►

//! Application configuration loaded from a TOML file.
//!
//! The default configuration matches the values shown in `config/default.toml`.

use std::path::{Path, PathBuf};
use std::time::Duration;

use serde::{Deserialize, Serialize};

use crate::error::{CoreError, CoreResult};
use crate::remote::dropbox::{DropboxConfig, DEFAULT_API_URL, DEFAULT_CONTENT_URL};

/// Environment variable holding the Dropbox access token.
pub const TOKEN_VAR: &str = "DROPBOX_ACCESS_TOKEN";

/// Top-level application configuration.
///
/// All fields have sensible defaults so dbox works without a config file.
/// Call [`Config::load`] to read from a TOML path.
#[derive(Debug, Clone, Default, Serialize, Deserialize)]
pub struct Config {
    #[serde(default)]
    pub general: GeneralConfig,
    #[serde(default)]
    pub remote: RemoteConfig,
    #[serde(default)]
    pub ui: UiConfig,
    #[serde(default)]
    pub log: LogConfig,
}

impl Config {
    /// Loads configuration from a TOML file at `path`.
    ///
    /// # Errors
    ///
    /// - [`CoreError::NotFound`] if the file does not exist.
    /// - [`CoreError::PermissionDenied`] if the file is not readable.
    /// - [`CoreError::ConfigParse`] if the TOML is malformed.
    pub fn load(path: &Path) -> CoreResult<Self> {
        let content = std::fs::read_to_string(path).map_err(|e| match e.kind() {
            std::io::ErrorKind::NotFound => CoreError::NotFound(path.to_path_buf()),
            std::io::ErrorKind::PermissionDenied => CoreError::PermissionDenied(path.to_path_buf()),
            _ => CoreError::Io(e),
        })?;
        toml::from_str(&content).map_err(|e| CoreError::ConfigParse(e.to_string()))
    }

    /// Like [`Config::load`], but a missing file yields the defaults.
    pub fn load_or_default(path: &Path) -> CoreResult<Self> {
        match Self::load(path) {
            Err(CoreError::NotFound(_)) => Ok(Self::default()),
            other => other,
        }
    }

    /// Builds the Dropbox client configuration for `token`.
    pub fn dropbox(&self, token: String) -> DropboxConfig {
        DropboxConfig {
            token,
            api_url: self.remote.api_url.clone(),
            content_url: self.remote.content_url.clone(),
            timeout: Duration::from_secs(self.remote.timeout_secs),
        }
    }
}

/// Directory holding `default.toml`, `keymap.toml` and `theme.toml`.
///
/// `./config` wins when it exists, otherwise `$HOME/.config/dbox`.
pub fn config_dir() -> PathBuf {
    if Path::new("config").exists() {
        PathBuf::from("config")
    } else {
        home_dir().join(".config").join("dbox")
    }
}

fn home_dir() -> PathBuf {
    std::env::var("HOME")
        .map(PathBuf::from)
        .unwrap_or_else(|_| PathBuf::from("/"))
}

/// Expands a leading `~` to `home`.
fn expand_home(path: &str, home: &Path) -> PathBuf {
    if path == "~" {
        home.to_path_buf()
    } else if let Some(rest) = path.strip_prefix("~/") {
        home.join(rest)
    } else {
        PathBuf::from(path)
    }
}

/// Reads the access token from the environment.
///
/// # Errors
///
/// [`CoreError::MissingCredential`] if the variable is unset or blank.
pub fn access_token() -> CoreResult<String> {
    token_from(std::env::var(TOKEN_VAR).ok())
}

fn token_from(value: Option<String>) -> CoreResult<String> {
    match value {
        Some(token) if !token.trim().is_empty() => Ok(token.trim().to_string()),
        _ => Err(CoreError::MissingCredential(TOKEN_VAR)),
    }
}

/// Local download preferences.
#[derive(Debug, Clone, Serialize, Deserialize)]
pub struct GeneralConfig {
    #[serde(default = "default_download_path")]
    pub download_path: String,
}

impl GeneralConfig {
    /// The download root with `~` expanded.
    pub fn download_root(&self) -> PathBuf {
        expand_home(&self.download_path, &home_dir())
    }
}

impl Default for GeneralConfig {
    fn default() -> Self {
        Self {
            download_path: default_download_path(),
        }
    }
}

/// Remote endpoints.
#[derive(Debug, Clone, Serialize, Deserialize)]
pub struct RemoteConfig {
    #[serde(default = "default_api_url")]
    pub api_url: String,
    #[serde(default = "default_content_url")]
    pub content_url: String,
    #[serde(default = "default_web_url")]
    pub web_url: String,
    #[serde(default = "default_timeout_secs")]
    pub timeout_secs: u64,
}

impl Default for RemoteConfig {
    fn default() -> Self {
        Self {
            api_url: default_api_url(),
            content_url: default_content_url(),
            web_url: default_web_url(),
            timeout_secs: default_timeout_secs(),
        }
    }
}

/// UI layout and display preferences.
#[derive(Debug, Clone, Serialize, Deserialize)]
pub struct UiConfig {
    #[serde(default = "default_true")]
    pub show_icons: bool,
    #[serde(default = "default_status_secs")]
    pub status_secs: u64,
    #[serde(default = "default_error_secs")]
    pub error_secs: u64,
}

impl UiConfig {
    pub fn status_duration(&self) -> Duration {
        Duration::from_secs(self.status_secs)
    }

    pub fn error_duration(&self) -> Duration {
        Duration::from_secs(self.error_secs)
    }
}

impl Default for UiConfig {
    fn default() -> Self {
        Self {
            show_icons: true,
            status_secs: default_status_secs(),
            error_secs: default_error_secs(),
        }
    }
}

/// Log file settings.
#[derive(Debug, Clone, Serialize, Deserialize)]
pub struct LogConfig {
    #[serde(default = "default_log_level")]
    pub level: String,
}

impl Default for LogConfig {
    fn default() -> Self {
        Self {
            level: default_log_level(),
        }
    }
}

fn default_true() -> bool {
    true
}

fn default_download_path() -> String {
    "~/.dbox".to_string()
}

fn default_api_url() -> String {
    DEFAULT_API_URL.to_string()
}

fn default_content_url() -> String {
    DEFAULT_CONTENT_URL.to_string()
}

fn default_web_url() -> String {
    "https://www.dropbox.com/home".to_string()
}

fn default_timeout_secs() -> u64 {
    30
}

fn default_status_secs() -> u64 {
    3
}

fn default_error_secs() -> u64 {
    5
}

fn default_log_level() -> String {
    "info".to_string()
}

◄

WORK TASK → Return exactly, please, the lines of the material from the first one down to and including the line where "a config file." appears.

ANSWER TO THIS EXERCISE →
//! Application configuration loaded from a TOML file.
//!
//! The default configuration matches the values shown in `config/default.toml`.

use std::path::{Path, PathBuf};
use std::time::Duration;

use serde::{Deserialize, Serialize};

use crate::error::{CoreError, CoreResult};
use crate::remote::dropbox::{DropboxConfig, DEFAULT_API_URL, DEFAULT_CONTENT_URL};

/// Environment variable holding the Dropbox access token.
pub const TOKEN_VAR: &str = "DROPBOX_ACCESS_TOKEN";

/// Top-level application configuration.
///
/// All fields have sensible defaults so dbox works without a config file.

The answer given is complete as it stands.